**TASK DIRECTIONS:** How many lines in the records below contain the word "OpenOptions"? State only that number.

──────── STORED DATA

use std::fs::{File, OpenOptions};
use std::io::{BufReader, BufWriter, ErrorKind};
use std::path::{Path, PathBuf};

use crate::base::Error;
use crate::pipeline::Pipeline;
use crate::policy::resolve_layout;

/// Everything needed to restore one backup file.
#[derive(Debug, Default, Clone)]
pub struct Request {
    /// The backup as written by the agent.
    pub input: PathBuf,
    /// Where the restored data goes. Must not exist yet.
    pub output: PathBuf,
    /// base64url-encoded AES key, empty if the backup is not encrypted.
    pub encryption_key: String,
    /// Version of the agent the backup was taken with, empty if unknown.
    pub agent_version: String,
    /// Undo encryption. Only consulted for agents newer than 1.10.0.
    pub decrypt: bool,
    /// Undo compression. Only consulted for agents newer than 1.10.0.
    pub decompress: bool,
}

/// Checks that `path` names an existing file that is not a directory.
pub fn validate_input_file(path: &Path) -> Result<(), Error> {
    if path.as_os_str().is_empty() {
        return Err(Error::MissingArgument("backup file"));
    }
    match std::fs::metadata(path) {
        Ok(meta) if meta.is_dir() => Err(Error::InputIsDirectory(path.to_owned())),
        Ok(_) => Ok(()),
        Err(err) if err.kind() == ErrorKind::NotFound => Err(Error::InputNotFound(path.to_owned())),
        Err(source) => Err(Error::Open { path: path.to_owned(), source })
    }
}

/// Checks that nothing exists at `path` yet, not even a dangling symlink.
pub fn validate_output_file(path: &Path) -> Result<(), Error> {
    if path.as_os_str().is_empty() {
        return Err(Error::MissingArgument("output file"));
    }
    match std::fs::symlink_metadata(path) {
        Ok(_) => Err(Error::OutputExists(path.to_owned())),
        Err(_) => Ok(())
    }
}

/// Restores `request.input` into `request.output`, returning the number of bytes written.
///
/// Argument errors (paths, version, missing or malformed key, a backup which is not zlib
/// where one is expected) are reported before the output file is created. If decoding fails
/// midway, the incomplete output file is removed again.
pub fn prepare_backup_file(request: &Request) -> Result<u64, Error> {
    validate_input_file(&request.input)?;
    validate_output_file(&request.output)?;
    let layout = resolve_layout(&request.agent_version, request.decrypt, request.decompress,
        !request.encryption_key.is_empty())?;

    let input = File::open(&request.input)
        .map_err(|source| Error::Open { path: request.input.clone(), source })?;
    let pipeline = Pipeline::build(BufReader::new(input), &layout, &request.encryption_key)?;

    let output = OpenOptions::new()
        .write(true)
        .create_new(true)
        .open(&request.output)
        .map_err(|source| match source.kind() {
            ErrorKind::AlreadyExists => Error::OutputExists(request.output.clone()),
            _ => Error::Create { path: request.output.clone(), source }
        })?;
    let mut writer = BufWriter::new(output);
    match pipeline.copy_to(&mut writer) {
        Ok(written) => {
            log::info!("Wrote {written} bytes to {}", request.output.display());
            Ok(written)
        },
        Err(err) => {
            drop(writer);
            if let Err(rm_err) = std::fs::remove_file(&request.output) {
                log::warn!("Could not remove incomplete {}: {rm_err}", request.output.display());
            }
            Err(err)
        }
    }
}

────────────────

**WRITTEN RESPONSE:** 2